DIRECTIONS —
Could you find each line of the data below that contains the word "language" and copy those lines?

[Saved data entries]
------------------------------------------------------------------------

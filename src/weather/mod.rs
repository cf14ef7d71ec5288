//! Current weather service.
//!
//! `OpenWeather` talks to an OpenWeatherMap-compatible endpoint. The network
//! handler only sees the `WeatherService` trait so tests can substitute a
//! fake.

mod error;
mod resource;

pub use error::WeatherError;
pub use resource::*;

use async_trait::async_trait;
use log::*;
use reqwest::StatusCode;
use std::time::Duration;

const REQUEST_TIMEOUT_IN_SECS: u64 = 15;

/// Anything able to produce a fresh weather snapshot.
///
#[async_trait]
pub trait WeatherService: Send + Sync {
    async fn fetch(&self) -> Result<WeatherSnapshot, WeatherError>;
}

/// Fixed query sent on every weather request.
///
#[derive(Clone, Debug)]
pub struct WeatherQuery {
    pub location: String,
    pub units: String,
    pub language: String,
}

/// Responsible for requesting current weather and converting the response
/// into a `WeatherSnapshot`.
///
pub struct OpenWeather {
    api_key: Option<String>,
    base_url: String,
    query: WeatherQuery,
    http_client: reqwest::Client,
}

impl OpenWeather {
    /// Returns a new instance for the given credential, base URL and query.
    ///
    pub fn new(
        api_key: Option<String>,
        base_url: &str,
        query: WeatherQuery,
    ) -> Result<OpenWeather, WeatherError> {
        debug!(
            "Initializing weather client for '{}' at {}...",
            query.location, base_url
        );
        let http_client = reqwest::Client::builder()
            .timeout(Duration::from_secs(REQUEST_TIMEOUT_IN_SECS))
            .build()?;
        Ok(OpenWeather {
            api_key,
            base_url: base_url.trim_end_matches('/').to_owned(),
            query,
            http_client,
        })
    }
}

#[async_trait]
impl WeatherService for OpenWeather {
    async fn fetch(&self) -> Result<WeatherSnapshot, WeatherError> {
        let api_key = self
            .api_key
            .as_deref()
            .ok_or(WeatherError::MissingCredential)?;

        debug!("Requesting current weather for '{}'...", self.query.location);
        let response = self
            .http_client
            .get(format!("{}/data/2.5/weather", self.base_url))
            .query(&[
                ("q", self.query.location.as_str()),
                ("units", self.query.units.as_str()),
                ("appid", api_key),
                ("lang", self.query.language.as_str()),
            ])
            .send()
            .await?;

        let status = response.status();
        if status == StatusCode::UNAUTHORIZED {
            return Err(WeatherError::Unauthorized);
        }
        if !status.is_success() {
            return Err(WeatherError::Status(status.as_u16()));
        }

        let bytes = response.bytes().await?;
        let body: WeatherResponse = serde_json::from_slice(&bytes)
            .map_err(|e| WeatherError::MalformedResponse(e.to_string()))?;
        let snapshot = WeatherSnapshot::try_from(body)?;
        debug!(
            "Received weather for '{}': {} {:.1}",
            snapshot.location, snapshot.description, snapshot.temperature
        );
        Ok(snapshot)
    }
}

#[cfg(test)]
mod tests {
    use super::*;
    use httpmock::MockServer;
    use serde_json::json;

    fn query() -> WeatherQuery {
        WeatherQuery {
            location: "Seoul".to_string(),
            units: "metric".to_string(),
            language: "kr".to_string(),
        }
    }

    #[tokio::test]
    async fn fetch_success() -> Result<(), WeatherError> {
        let server = MockServer::start();
        let mock = server
            .mock_async(|when, then| {
                when.method("GET")
                    .path("/data/2.5/weather")
                    .query_param("q", "Seoul")
                    .query_param("units", "metric")
                    .query_param("appid", "secret")
                    .query_param("lang", "kr");
                then.status(200).json_body(json!({
                    "name": "Seoul",
                    "weather": [{ "description": "맑음", "icon": "01d" }],
                    "main": {
                        "temp": 21.6,
                        "feels_like": 20.4,
                        "temp_min": 18.2,
                        "temp_max": 24.5
                    }
                }));
            })
            .await;

        let weather = OpenWeather::new(Some("secret".to_string()), &server.base_url(), query())?;
        let snapshot = weather.fetch().await?;
        mock.assert_async().await;

        assert_eq!(snapshot.location, "Seoul");
        assert_eq!(snapshot.description, "맑음");
        assert_eq!(snapshot.icon_id, "01d");
        assert_eq!(snapshot.temperature_label(), "22°C");
        assert_eq!(snapshot.feels_like_label(), "20°C");
        assert_eq!(snapshot.range_label(), "18°C / 25°C");
        Ok(())
    }

    #[tokio::test]
    async fn fetch_unauthorized() {
        let server = MockServer::start();
        let mock = server
            .mock_async(|when, then| {
                when.method("GET").path("/data/2.5/weather");
                then.status(401);
            })
            .await;

        let weather = OpenWeather::new(Some("fresh".to_string()), &server.base_url(), query()).unwrap();
        let error = weather.fetch().await.unwrap_err();
        mock.assert_async().await;

        assert!(matches!(error, WeatherError::Unauthorized));
        assert!(error.user_message().contains("아직 활성화되지 않았습니다"));
    }

    #[tokio::test]
    async fn fetch_server_error() {
        let server = MockServer::start();
        let mock = server
            .mock_async(|when, then| {
                when.method("GET").path("/data/2.5/weather");
                then.status(500);
            })
            .await;

        let weather = OpenWeather::new(Some("key".to_string()), &server.base_url(), query()).unwrap();
        let error = weather.fetch().await.unwrap_err();
        mock.assert_async().await;

        assert!(matches!(error, WeatherError::Status(500)));
        assert!(error.user_message().contains("500"));
    }

    #[tokio::test]
    async fn fetch_malformed_body() {
        let server = MockServer::start();
        let mock = server
            .mock_async(|when, then| {
                when.method("GET").path("/data/2.5/weather");
                then.status(200).body("<html>maintenance</html>");
            })
            .await;

        let weather = OpenWeather::new(Some("key".to_string()), &server.base_url(), query()).unwrap();
        let error = weather.fetch().await.unwrap_err();
        mock.assert_async().await;

        assert!(matches!(error, WeatherError::MalformedResponse(_)));
    }

    #[tokio::test]
    async fn fetch_connection_error_hides_key() {
        let weather = OpenWeather::new(
            Some("SECRETKEY123".to_string()),
            "http://127.0.0.1:1",
            query(),
        )
        .unwrap();
        let error = weather.fetch().await.unwrap_err();

        assert!(matches!(error, WeatherError::HttpRequest(_)));
        assert!(!error.to_string().contains("SECRETKEY123"));
        assert!(!format!("{:?}", error).contains("SECRETKEY123"));
    }

    #[tokio::test]
    async fn fetch_without_key_sends_nothing() {
        let server = MockServer::start();
        let mock = server
            .mock_async(|when, then| {
                when.method("GET").path("/data/2.5/weather");
                then.status(200);
            })
            .await;

        let weather = OpenWeather::new(None, &server.base_url(), query()).unwrap();
        let error = weather.fetch().await.unwrap_err();

        assert!(matches!(error, WeatherError::MissingCredential));
        mock.assert_hits_async(0).await;
    }
}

------------------------------------------------------------------------

OUTPUT OF THE EXERCISE —
    pub language: String,
                ("lang", self.query.language.as_str()),
            language: "kr".to_string(),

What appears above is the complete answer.